To the Editor:
Hats off to my hometown Arcadia. I started writing this the eve of Saturday, Sept. 4, after an awesome day at the Arcadia’s 150th — I was so overwhelmed at how that town worked to make a great day for all of us.
I guess I have to start with my friends Mary Baumhover and Marilyn Setzler, researching all the history background of the town. What a lot of work, and how I so appreciated everything.
Can you imagine a gal in her late 80s going to the mailbox and finding the good old Daily Times and seeing pictures of my mom and dad and grandpa and grandma — page after page — I’d laugh and reminisce over all the great friends I remembered. Thanks a million, Mary and Marilyn.
Still enjoying the following papers today. The 1918 tornadoes that took the Catholic Church — Mom and Dad were the first to be married in the new church. Oh, how often Dad told us of that terrible storm.
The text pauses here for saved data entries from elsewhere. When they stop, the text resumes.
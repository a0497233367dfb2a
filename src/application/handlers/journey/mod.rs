//! Journey command handlers.

mod create_journey;
mod delete_journey;
mod relationships;
mod update_journey;

pub use create_journey::{CreateJourneyCommand, CreateJourneyHandler, CreateJourneyResult};
pub use delete_journey::{DeleteJourneyCommand, DeleteJourneyHandler};
pub use relationships::{FavoriteJourneyHandler, ShareJourneyCommand, ShareJourneyHandler};
pub use update_journey::{UpdateJourneyCommand, UpdateJourneyHandler, UpdateJourneyResult};

use crate::domain::foundation::{DomainError, ErrorCode, JourneyId};
use crate::domain::journey::Journey;
use crate::ports::JourneyRepository;

async fn load_journey(
    repository: &dyn JourneyRepository,
    journey_id: &JourneyId,
) -> Result<Journey, DomainError> {
    repository.find_by_id(journey_id).await?.ok_or_else(|| {
        DomainError::new(
            ErrorCode::JourneyNotFound,
            format!("Journey {} not found", journey_id),
        )
    })
}

#[cfg(test)]
pub(crate) mod test_support {
    use async_trait::async_trait;
    use std::sync::Arc;

    use crate::domain::foundation::{DistanceKm, DomainError, JourneyId, Timestamp, UserId};
    use crate::domain::journey::{Journey, JourneyDetails, Location, TransportType};
    use crate::domain::outbox::OutboxEvent;
    use crate::ports::JourneyRepository;

    /// Always reads the same snapshot but writes through to `inner`, so a
    /// handler behaves as if it loaded before every other writer committed.
    pub struct SnapshotReads {
        pub inner: Arc<dyn JourneyRepository>,
        pub snapshot: Journey,
    }

    #[async_trait]
    impl JourneyRepository for SnapshotReads {
        async fn save(&self, journey: &Journey, events: &[OutboxEvent]) -> Result<(), DomainError> {
            self.inner.save(journey, events).await
        }

        async fn delete(&self, journey: &Journey, events: &[OutboxEvent]) -> Result<(), DomainError> {
            self.inner.delete(journey, events).await
        }

        async fn find_by_id(&self, id: &JourneyId) -> Result<Option<Journey>, DomainError> {
            Ok((self.snapshot.id() == *id).then(|| self.snapshot.clone()))
        }
    }

    pub fn user(id: &str) -> UserId {
        UserId::new(id).unwrap()
    }

    pub fn details(start: &str, km: f64) -> JourneyDetails {
        let start = Timestamp::parse_rfc3339(start).unwrap();
        JourneyDetails {
            start_location: Location::new("Riverside").unwrap(),
            start_time: start,
            arrival_location: Location::new("Old Town").unwrap(),
            arrival_time: start.plus_secs(3600),
            transport_type: TransportType::Train,
            distance_km: DistanceKm::try_from_km(km).unwrap(),
        }
    }
}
The parade was so wonderful — the best ever. Seeing old friends and classmates proudly riding and waving — what pride it gave us. God blessed us with the best weather. Thanks to my sister-in-law Mary Jo, we had front-row seats. She opened her house to our whole family. I love that small-town stuff. I looked to my right, and there was the church where I married my best friend 68 years ago.
The day was full of memories for me. The day went fast — golf carts all over if you were tried of walking. Awesome. So many hugs from long-tie people and nieces and nephews.
I sat and played Bingo to rest for a while — but my mind went sailing down the street. The Greteman Store a must after church to pick up the fixings for Sunday. Then down the street Dad and I go to the locker to get packages of meat for the week. Man, was it cold in that locker. But that was the fun of it. I asked Dad one time what would happen if that door locked shut and we couldn’t get out. He said we would have a lot of meat to eat. Then we head off and pick up the school kids. Sometimes, if we were early, we would stop at Matt Bauer’s tavern for a glass of beer, and I would get to drink the foam off the top. Gosh, I loved the smell of that place.
Across the street, Mom would go to the telephone office. The gal would show me the big black board — she showed me how if you take this big black cord and plug it in here and another black cord and plug it in there, my mom could talk to her Aunt Kate in Halbur — NO WAY! Then on the way home, we drive past the Peters Garage and we would see shiny new Buicks rolling off the trucks, WOW. We liked to stop at the Hannasch Cafe — always had to have Margaret’s gravy.
I’ll never forget we would stop by Paul and Mazey’s — they were so good to us kids. Paul was a good friend of my brothers and would often come to Sunday dinner after they were done working on the Collison Farms.
Oh, and good Porky’s — when the boys would go to Fritz’s for their haircuts, they got many a free treat there.
The Bingo plank I sat on never got hard, but the tears were starting to come. So I hopped up and got myself a wonderful hamburger and asked to see the pies. The tray she had showed me — oh my. They were all homemade. The pecan pie and crust was super.
So I said so long to my friends and I started for home. Then my car told me I had to go past Aunt Tillie’s and had to honk my horn — then I drove past the old Phil Redig house — my dad would stop many a time for a new part on the car, or just to chat. Often, Marie would come out also.
Then off I drove to the Dance Hall that Bob helped build and where we fell in love and danced to every big band that came to Arcadia.
So thanks, Arcadia. I am so proud of all of you that worked so hard to make the 150th celebration a memorable success.
God bless all of you and my good old hometown.